#### MATERIAL PROVIDED ####

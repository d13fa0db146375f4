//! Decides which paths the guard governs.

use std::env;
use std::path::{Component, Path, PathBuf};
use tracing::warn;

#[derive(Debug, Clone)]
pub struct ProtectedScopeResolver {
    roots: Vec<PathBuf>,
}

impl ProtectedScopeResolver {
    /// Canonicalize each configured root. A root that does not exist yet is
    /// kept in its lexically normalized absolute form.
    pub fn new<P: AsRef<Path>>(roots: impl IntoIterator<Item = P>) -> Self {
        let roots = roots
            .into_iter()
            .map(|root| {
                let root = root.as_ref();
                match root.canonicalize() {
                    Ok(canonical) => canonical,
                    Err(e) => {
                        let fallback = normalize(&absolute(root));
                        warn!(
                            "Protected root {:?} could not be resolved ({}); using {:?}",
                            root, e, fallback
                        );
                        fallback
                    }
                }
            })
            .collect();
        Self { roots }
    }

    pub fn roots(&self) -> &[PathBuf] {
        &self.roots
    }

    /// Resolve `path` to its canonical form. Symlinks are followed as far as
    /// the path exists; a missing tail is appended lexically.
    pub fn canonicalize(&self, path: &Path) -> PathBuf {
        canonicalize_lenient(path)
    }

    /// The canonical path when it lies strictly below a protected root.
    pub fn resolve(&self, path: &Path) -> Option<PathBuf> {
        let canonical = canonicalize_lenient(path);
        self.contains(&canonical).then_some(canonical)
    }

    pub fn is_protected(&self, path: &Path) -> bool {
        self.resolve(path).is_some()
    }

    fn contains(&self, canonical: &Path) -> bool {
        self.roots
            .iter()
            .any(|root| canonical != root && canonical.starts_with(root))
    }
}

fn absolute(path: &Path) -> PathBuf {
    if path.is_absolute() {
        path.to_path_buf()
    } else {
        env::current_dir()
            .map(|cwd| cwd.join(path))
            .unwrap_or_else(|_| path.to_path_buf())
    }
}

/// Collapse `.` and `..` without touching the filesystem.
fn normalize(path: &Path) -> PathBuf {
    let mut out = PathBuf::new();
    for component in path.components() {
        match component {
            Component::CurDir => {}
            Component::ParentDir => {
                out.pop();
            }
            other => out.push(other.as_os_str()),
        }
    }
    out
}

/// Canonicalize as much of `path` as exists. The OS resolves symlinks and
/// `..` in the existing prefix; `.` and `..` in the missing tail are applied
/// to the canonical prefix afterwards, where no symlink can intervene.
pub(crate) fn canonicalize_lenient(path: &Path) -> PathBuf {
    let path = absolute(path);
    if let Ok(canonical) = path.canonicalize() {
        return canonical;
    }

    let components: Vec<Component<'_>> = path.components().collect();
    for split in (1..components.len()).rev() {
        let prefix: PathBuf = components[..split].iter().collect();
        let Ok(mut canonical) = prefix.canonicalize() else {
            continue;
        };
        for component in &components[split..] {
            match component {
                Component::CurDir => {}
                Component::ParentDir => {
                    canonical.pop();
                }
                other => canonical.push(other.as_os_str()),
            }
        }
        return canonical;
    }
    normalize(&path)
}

####

Every record shown above should be written out again exactly.

TASK RESULT:
repository d13fa0db146375f4
//! Decides which paths the guard governs.

use std::env;
use std::path::{Component, Path, PathBuf};
use tracing::warn;

#[derive(Debug, Clone)]
pub struct ProtectedScopeResolver {
    roots: Vec<PathBuf>,
}

impl ProtectedScopeResolver {
    /// Canonicalize each configured root. A root that does not exist yet is
    /// kept in its lexically normalized absolute form.
    pub fn new<P: AsRef<Path>>(roots: impl IntoIterator<Item = P>) -> Self {
        let roots = roots
            .into_iter()
            .map(|root| {
                let root = root.as_ref();
                match root.canonicalize() {
                    Ok(canonical) => canonical,
                    Err(e) => {
                        let fallback = normalize(&absolute(root));
                        warn!(
                            "Protected root {:?} could not be resolved ({}); using {:?}",
                            root, e, fallback
                        );
                        fallback
                    }
                }
            })
            .collect();
        Self { roots }
    }

    pub fn roots(&self) -> &[PathBuf] {
        &self.roots
    }

    /// Resolve `path` to its canonical form. Symlinks are followed as far as
    /// the path exists; a missing tail is appended lexically.
    pub fn canonicalize(&self, path: &Path) -> PathBuf {
        canonicalize_lenient(path)
    }

    /// The canonical path when it lies strictly below a protected root.
    pub fn resolve(&self, path: &Path) -> Option<PathBuf> {
        let canonical = canonicalize_lenient(path);
        self.contains(&canonical).then_some(canonical)
    }

    pub fn is_protected(&self, path: &Path) -> bool {
        self.resolve(path).is_some()
    }

    fn contains(&self, canonical: &Path) -> bool {
        self.roots
            .iter()
            .any(|root| canonical != root && canonical.starts_with(root))
    }
}

fn absolute(path: &Path) -> PathBuf {
    if path.is_absolute() {
        path.to_path_buf()
    } else {
        env::current_dir()
            .map(|cwd| cwd.join(path))
            .unwrap_or_else(|_| path.to_path_buf())
    }
}

/// Collapse `.` and `..` without touching the filesystem.
fn normalize(path: &Path) -> PathBuf {
    let mut out = PathBuf::new();
    for component in path.components() {
        match component {
            Component::CurDir => {}
            Component::ParentDir => {
                out.pop();
            }
            other => out.push(other.as_os_str()),
        }
    }
    out
}

/// Canonicalize as much of `path` as exists. The OS resolves symlinks and
/// `..` in the existing prefix; `.` and `..` in the missing tail are applied
/// to the canonical prefix afterwards, where no symlink can intervene.
pub(crate) fn canonicalize_lenient(path: &Path) -> PathBuf {
    let path = absolute(path);
    if let Ok(canonical) = path.canonicalize() {
        return canonical;
    }

    let components: Vec<Component<'_>> = path.components().collect();
    for split in (1..components.len()).rev() {
        let prefix: PathBuf = components[..split].iter().collect();
        let Ok(mut canonical) = prefix.canonicalize() else {
            continue;
        };
        for component in &components[split..] {
            match component {
                Component::CurDir => {}
                Component::ParentDir => {
                    canonical.pop();
                }
                other => canonical.push(other.as_os_str()),
            }
        }
        return canonical;
    }
    normalize(&path)
}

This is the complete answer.